WORLD OF WYSIWYG
Custom LMS design: creating eLearning platforms for 21st century learning
Published March 29th, 2023
11 min read
Frequently, LMS design is driven by the old way of doing things, for old reasons. So sadly, too many learning management systems (LMSs) are designed for old-style schooling, passé business training and obsolete learning methods. But that can’t continue. New eLearning requirements need new LMS design approaches.
Di Mace
Marketing Communications Manager at Tiny
To better serve today and tomorrow’s eLearners, education technology (edtech) needs LMS designs that look forward for their design direction and functionality, not backward. They also need to incorporate the rapidly evolving education methods and 21st century learning and development (L&D) goals.
It’s well documented that L&D engagement levels dropped at the same time as remote and online education rose during the COVID pandemic. In fact, the key culprit – a lack of direct connection – has become one of the largest challenges for online training and development initiatives around the world.
The simple answer is better tools, for better learning.
Why create a custom learning management system?

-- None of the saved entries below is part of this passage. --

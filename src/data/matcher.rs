use serde::{Deserialize, Serialize};

use crate::data::model::{ConditionedVector, ReferenceTable, CHANNELS};

/// Distance used to compare a conditioned sample with a reference vector.
#[derive(Debug, Clone, Copy, Default, PartialEq, Eq, Serialize, Deserialize)]
#[serde(rename_all = "lowercase")]
pub enum DistanceMetric {
    #[default]
    Euclidean,
    Manhattan,
}

impl DistanceMetric {
    pub fn distance(&self, a: &[f64; CHANNELS], b: &[f64; CHANNELS]) -> f64 {
        let diffs = a.iter().zip(b).map(|(x, y)| x - y);
        match self {
            DistanceMetric::Euclidean => diffs.map(|d| d * d).sum::<f64>().sqrt(),
            DistanceMetric::Manhattan => diffs.map(f64::abs).sum(),
        }
    }
}

/// The closest reference entry for one sample.
#[derive(Debug, Clone, Copy, PartialEq)]
pub struct Match<'t> {
    pub label: &'t str,
    pub distance: f64,
    /// Position of the entry in the table.
    pub index: usize,
}

/// Nearest-reference classification with the Euclidean metric.
pub fn classify<'t>(vec: &ConditionedVector, table: &'t ReferenceTable) -> Option<Match<'t>> {
    classify_with(vec, table, DistanceMetric::Euclidean)
}

/// Nearest-reference classification.
///
/// Entries are scanned in table order and only a strictly smaller distance
/// replaces the current best, so the earliest of several equally close
/// entries wins. `None` only for an empty table, which
/// [`ReferenceTable::new`] never builds.
pub fn classify_with<'t>(
    vec: &ConditionedVector,
    table: &'t ReferenceTable,
    metric: DistanceMetric,
) -> Option<Match<'t>> {
    let mut best: Option<Match<'t>> = None;
    for (index, entry) in table.iter().enumerate() {
        let distance = metric.distance(vec.values(), &entry.vector);
        log::trace!("{:<34} d={distance:.4}", entry.label);
        if best.map_or(true, |b| distance < b.distance) {
            best = Some(Match {
                label: &entry.label,
                distance,
                index,
            });
        }
    }
    best
}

The key reason for building a custom LMS is to improve learning outcomes. A next-gen LMS design, aims for a user experience (UX) and user interface (UI) that encourages deeper engagement. Improvements in both UI and UX support the teaching and learning practices now being employed, and also produce better course and learning outcomes.
Throughout their life, modern learners are exposed to a huge variety of technology. So coming into edtech, their expectations are high. Those expectations are also heavily influenced by their experiences on other platforms – especially social media – where engagement and entertainment are high priorities.
As a LMS product manager, developer or product designer, you need to understand:
- How LMS users' expectations have changed
- How education and training has and continues to change
- What new digital classroom practices are being adopted
Then, you can produce custom LMS designs that engage as well as educate.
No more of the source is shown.